On the one hand, buying a Christmas tree is time-honored tradition for a lot of families. On the other hand, how can one resist the magic of having a Christmas tree appear at your door without strapping it on top of or stuffing it your car? I have a feeling that Tim O’Connor isn’t going to be feeling quite as smug in the near future.
Will people buy a Christmas tree sight unseen? Tim O’Connor, the executive director of the National Christmas Tree Association, said picking out a tree and hauling it back home is part of the fun for families. The association estimates that only about 1 to 2 percent of the 27 million real Christmas trees purchased last year were bought online, mostly from grower’s own sites. “It’s so small, it’s almost undetectable,” O’Connor said.
Christmas tree farm near Starks Mountain in Fryeburg, Maine (Robert F. Bukaty/AP)
Nothing changes. A few may lose their wealth, status, or power but the vast majority of the “Master’s of the Universe” will continue along as if nothing had ever happened; it’s human nature. A unique look at the financial crisis through the eyes of Julian Niccolini, the maitre d’hôtel and a co-owner of the Four Seasons restaurant in New York.

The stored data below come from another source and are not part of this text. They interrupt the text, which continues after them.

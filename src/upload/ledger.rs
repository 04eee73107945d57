//! Completion Ledger
//!
//! Append-only JSON array of completed transfers.

use std::path::{Path, PathBuf};
use std::sync::Arc;

use tokio::sync::Mutex;

use super::types::{CompletionRecord, UploadError};

/// Durable record of finished uploads, shared by all completions
#[derive(Clone)]
pub struct CompletionLedger {
    path: PathBuf,
    lock: Arc<Mutex<()>>,
}

impl CompletionLedger {
    pub fn new(path: PathBuf) -> Self {
        Self {
            path,
            lock: Arc::new(Mutex::new(())),
        }
    }

    pub fn path(&self) -> &Path {
        &self.path
    }

    /// Append a record.
    ///
    /// The read-append-write cycle runs under the ledger lock and the new
    /// array replaces the file through a rename.
    pub async fn append(&self, record: CompletionRecord) -> Result<usize, UploadError> {
        let _guard = self.lock.lock().await;

        let mut records = self.read_records().await?;
        records.push(record);

        let data = serde_json::to_vec_pretty(&records)
            .map_err(|e| UploadError::LedgerError(e.to_string()))?;

        if let Some(parent) = self.path.parent().filter(|p| !p.as_os_str().is_empty()) {
            tokio::fs::create_dir_all(parent)
                .await
                .map_err(|e| UploadError::LedgerError(e.to_string()))?;
        }

        let temp_path = self.path.with_extension("json.tmp");
        tokio::fs::write(&temp_path, &data)
            .await
            .map_err(|e| UploadError::LedgerError(e.to_string()))?;
        tokio::fs::rename(&temp_path, &self.path)
            .await
            .map_err(|e| UploadError::LedgerError(e.to_string()))?;

        Ok(records.len())
    }

    /// All records in append order
    pub async fn records(&self) -> Result<Vec<CompletionRecord>, UploadError> {
        let _guard = self.lock.lock().await;
        self.read_records().await
    }

    /// A ledger that does not exist yet is empty
    async fn read_records(&self) -> Result<Vec<CompletionRecord>, UploadError> {
        let data = match tokio::fs::read(&self.path).await {
            Ok(data) => data,
            Err(e) if e.kind() == std::io::ErrorKind::NotFound => return Ok(Vec::new()),
            Err(e) => return Err(UploadError::LedgerError(e.to_string())),
        };

        if data.iter().all(|b| b.is_ascii_whitespace()) {
            return Ok(Vec::new());
        }

        serde_json::from_slice(&data).map_err(|e| {
            UploadError::LedgerError(format!("{} is not a valid ledger: {}", self.path.display(), e))
        })
    }
}
//! Background cleanup of expired uploads and orphaned chunk storage

use std::collections::HashSet;
use std::time::Duration;

use super::chunk_store::ChunkStore;
use super::registry::UploadRegistry;
use super::types::UploadError;

/// What one reaper pass removed
#[derive(Debug, Default, Clone, PartialEq, Eq)]
pub struct ReapReport {
    /// Uploads whose lease ran out
    pub expired: Vec<String>,
    /// Chunk directories with no registered upload
    pub orphaned: Vec<String>,
}

#[derive(Clone)]
pub struct UploadReaper {
    registry: UploadRegistry,
    chunk_store: ChunkStore,
    interval: Duration,
}

impl UploadReaper {
    pub fn new(registry: UploadRegistry, chunk_store: ChunkStore, interval: Duration) -> Self {
        Self {
            registry,
            chunk_store,
            interval,
        }
    }

    /// Run a single cleanup pass
    pub async fn run_once(&self) -> Result<ReapReport, UploadError> {
        let expired = self.registry.cleanup_expired().await;
        for id in &expired {
            self.chunk_store.delete_upload(id).await?;
        }

        let live: HashSet<String> = self.registry.live_ids().await.into_iter().collect();
        let mut orphaned = Vec::new();
        for id in self.chunk_store.stored_upload_ids().await? {
            if live.contains(&id) {
                continue;
            }
            match self.chunk_store.delete_upload(&id).await {
                Ok(count) => {
                    tracing::debug!(upload_id = %id, count = count, "Removed orphaned chunks");
                    orphaned.push(id);
                }
                Err(e) => {
                    tracing::warn!(upload_id = %id, error = %e, "Failed to remove orphaned chunks");
                }
            }
        }

        if !orphaned.is_empty() {
            tracing::info!(count = orphaned.len(), "Cleaned up orphaned chunk storage");
        }

        Ok(ReapReport { expired, orphaned })
    }

    /// Start background cleanup task
    pub fn start(self) -> tokio::task::JoinHandle<()> {
        tokio::spawn(async move {
            let mut interval = tokio::time::interval(self.interval);

            loop {
                interval.tick().await;
                if let Err(e) = self.run_once().await {
                    tracing::warn!(error = %e, "Upload reaper pass failed");
                }
            }
        })
    }
}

“It’s about money. It’s about power,” he continued. “It hasn’t changed. In fact, it’s getting much worse.”
Proposal for a book to be adapted into a movie starring Dwayne The Rock Johnson
Everything Robin Sloan writes is pure gold.

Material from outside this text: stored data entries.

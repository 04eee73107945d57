//! Route modules for the chunk relay server

pub mod health;
pub mod upload;

use axum::Router;
use tower_http::timeout::TimeoutLayer;
use tower_http::trace::TraceLayer;

use crate::state::AppState;

/// Build the full application router
pub fn app(state: AppState) -> Router {
    let timeout = state.config().server.request_timeout();

    Router::new()
        .merge(health::router())
        .merge(upload::router())
        .layer(TimeoutLayer::new(timeout))
        .layer(TraceLayer::new_for_http())
        .with_state(state)
}

#[cfg(test)]
mod tests {
    use super::*;
    use crate::config::Config;
    use crate::upload::{compute_hash, UploadMetadata, CHUNK_HASH_HEADER};
    use axum::body::Body;
    use axum::http::{Request, StatusCode};
    use tempfile::TempDir;
    use tower::ServiceExt;

    fn test_state(temp_dir: &TempDir) -> AppState {
        let mut config = Config::default();
        config.storage.chunk_dir = temp_dir.path().join("chunks");
        config.storage.output_dir = temp_dir.path().join("out");
        config.storage.ledger_path = temp_dir.path().join("fileInfoDB.json");
        config.upload.fixed_chunk_size = Some(4);
        AppState::new(config)
    }

    async fn body_json(response: axum::response::Response) -> serde_json::Value {
        let bytes = axum::body::to_bytes(response.into_body(), usize::MAX).await.unwrap();
        serde_json::from_slice(&bytes).unwrap()
    }

    async fn register(app: &Router, data: &[u8]) -> UploadMetadata {
        let payload = serde_json::json!({
            "fileName": "digits.txt",
            "fileSize": data.len(),
            "fileHash": compute_hash(data),
        });
        let response = app
            .clone()
            .oneshot(
                Request::post("/register_file")
                    .header("content-type", "application/json")
                    .body(Body::from(payload.to_string()))
                    .unwrap(),
            )
            .await
            .unwrap();
        assert_eq!(response.status(), StatusCode::OK);
        serde_json::from_value(body_json(response).await).unwrap()
    }

    fn chunk_request(id: &str, sequence: &str, data: &'static [u8], hash: &str) -> Request<Body> {
        Request::post(format!("/upload_chunk/{}/{}", id, sequence))
            .header("content-type", "application/octet-stream")
            .header(CHUNK_HASH_HEADER, hash)
            .body(Body::from(data))
            .unwrap()
    }

    #[tokio::test]
    async fn test_health() {
        let temp_dir = TempDir::new().unwrap();
        let app = app(test_state(&temp_dir));

        let response = app
            .clone()
            .oneshot(Request::get("/health").body(Body::empty()).unwrap())
            .await
            .unwrap();
        assert_eq!(response.status(), StatusCode::OK);
        let health = body_json(response).await;
        assert_eq!(health["status"], "ok");
        assert_eq!(health["service"], "chunk-relay");
        assert_eq!(health["trackedUploads"], 0);

        register(&app, b"0123456789").await;
        let response = app
            .oneshot(Request::get("/health").body(Body::empty()).unwrap())
            .await
            .unwrap();
        assert_eq!(body_json(response).await["trackedUploads"], 1);
    }

    #[tokio::test]
    async fn test_register_returns_plan() {
        let temp_dir = TempDir::new().unwrap();
        let app = app(test_state(&temp_dir));

        let metadata = register(&app, b"0123456789").await;
        assert_eq!(metadata.chunk_size, 4);
        assert_eq!(metadata.total_chunks, 3);
        assert_eq!(metadata.file_size, 10);
    }

    #[tokio::test]
    async fn test_malformed_registration_is_bad_request() {
        let temp_dir = TempDir::new().unwrap();
        let app = app(test_state(&temp_dir));

        let response = app
            .oneshot(
                Request::post("/register_file")
                    .header("content-type", "application/json")
                    .body(Body::from("{\"fileName\": 12"))
                    .unwrap(),
            )
            .await
            .unwrap();
        assert_eq!(response.status(), StatusCode::BAD_REQUEST);
        assert_eq!(body_json(response).await["code"], "INVALID_REQUEST");
    }

    #[tokio::test]
    async fn test_chunk_input_errors() {
        let temp_dir = TempDir::new().unwrap();
        let app = app(test_state(&temp_dir));
        let hash = compute_hash(b"0123");

        let missing_hash = Request::post("/upload_chunk/abc/1")
            .body(Body::from("0123"))
            .unwrap();
        let response = app.clone().oneshot(missing_hash).await.unwrap();
        assert_eq!(response.status(), StatusCode::BAD_REQUEST);
        assert_eq!(body_json(response).await["code"], "MISSING_CHUNK_HASH");

        let response = app
            .clone()
            .oneshot(chunk_request("abc", "one", b"0123", &hash))
            .await
            .unwrap();
        assert_eq!(response.status(), StatusCode::BAD_REQUEST);
        assert_eq!(body_json(response).await["code"], "INVALID_SEQUENCE");

        let response = app
            .oneshot(chunk_request("a.b", "1", b"0123", &hash))
            .await
            .unwrap();
        assert_eq!(response.status(), StatusCode::BAD_REQUEST);
    }

    #[tokio::test]
    async fn test_tampered_chunk_rejected() {
        let temp_dir = TempDir::new().unwrap();
        let app = app(test_state(&temp_dir));
        let metadata = register(&app, b"0123456789").await;

        let response = app
            .oneshot(chunk_request(&metadata.id, "1", b"0124", &compute_hash(b"0123")))
            .await
            .unwrap();
        assert_eq!(response.status(), StatusCode::INTERNAL_SERVER_ERROR);
        assert_eq!(body_json(response).await["code"], "CHUNK_HASH_MISMATCH");
    }

    #[tokio::test]
    async fn test_status_reports_missing_chunks() {
        let temp_dir = TempDir::new().unwrap();
        let app = app(test_state(&temp_dir));
        let metadata = register(&app, b"0123456789").await;

        let response = app
            .clone()
            .oneshot(chunk_request(&metadata.id, "2", b"4567", &compute_hash(b"4567")))
            .await
            .unwrap();
        assert_eq!(response.status(), StatusCode::OK);

        let response = app
            .clone()
            .oneshot(
                Request::get(format!("/upload_status/{}", metadata.id))
                    .body(Body::empty())
                    .unwrap(),
            )
            .await
            .unwrap();
        assert_eq!(response.status(), StatusCode::OK);
        let json = body_json(response).await;
        assert_eq!(json["status"], "pending");
        assert_eq!(json["receivedChunks"], serde_json::json!([2]));
        assert_eq!(json["missingChunks"], serde_json::json!([1, 3]));

        let response = app
            .oneshot(
                Request::get("/upload_status/unknown")
                    .body(Body::empty())
                    .unwrap(),
            )
            .await
            .unwrap();
        assert_eq!(response.status(), StatusCode::NOT_FOUND);
    }

    #[tokio::test]
    async fn test_complete_unknown_upload_is_server_error() {
        let temp_dir = TempDir::new().unwrap();
        let app = app(test_state(&temp_dir));

        let response = app
            .oneshot(
                Request::get("/complete_upload/unknown")
                    .body(Body::empty())
                    .unwrap(),
            )
            .await
            .unwrap();
        assert_eq!(response.status(), StatusCode::INTERNAL_SERVER_ERROR);
        assert_eq!(body_json(response).await["code"], "METADATA_NOT_FOUND");
    }
}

Ken Norton on why Trump’s pronouncement about Puerto Rico this week is truly insidious:
1/ He's a monster, but he’s not lying: he’s making a coherent argument that many in his party share. And here’s why that’s worse... pic.twitter.com/yGzTyCUF6tSeptember 13, 2018
To him, Puerto Rico is a “shithole country” (although by now he may finally grudgingly admit that it’s part of the USA). If you live in a shithole, tough luck. Of course you’re going to die of stuff that doesn't kill white people. ¯\(ツ)/¯ When he sees reports that people died because they couldn’t reach a hospital, or had no generator for their oxygen tank, or lacked drinking water, he thinks “hey that would have happened anyway: it's just shithole country stuff!” Unless you were killed by flying debris, what does that have to do with a hurricane, and therefore what does that have to do with him? His accountability began and ended with the winds. That’s just a political ploy. He’s not just denying the suffering of those 3,000 Puerto Ricans (and he is), he’s discounting the humanity of everyone on that island. 3,000 people died since the hurricane because people just die in shitholes. It’s not like that should matter to him. And that view is shared by the majority of his party when it comes to PR, or Flint, or black men murdered by cops, or children sitting in detention centers, and that’s why we can’t let them pretend he’s lying or out of step. Brown lives not mattering is official policy.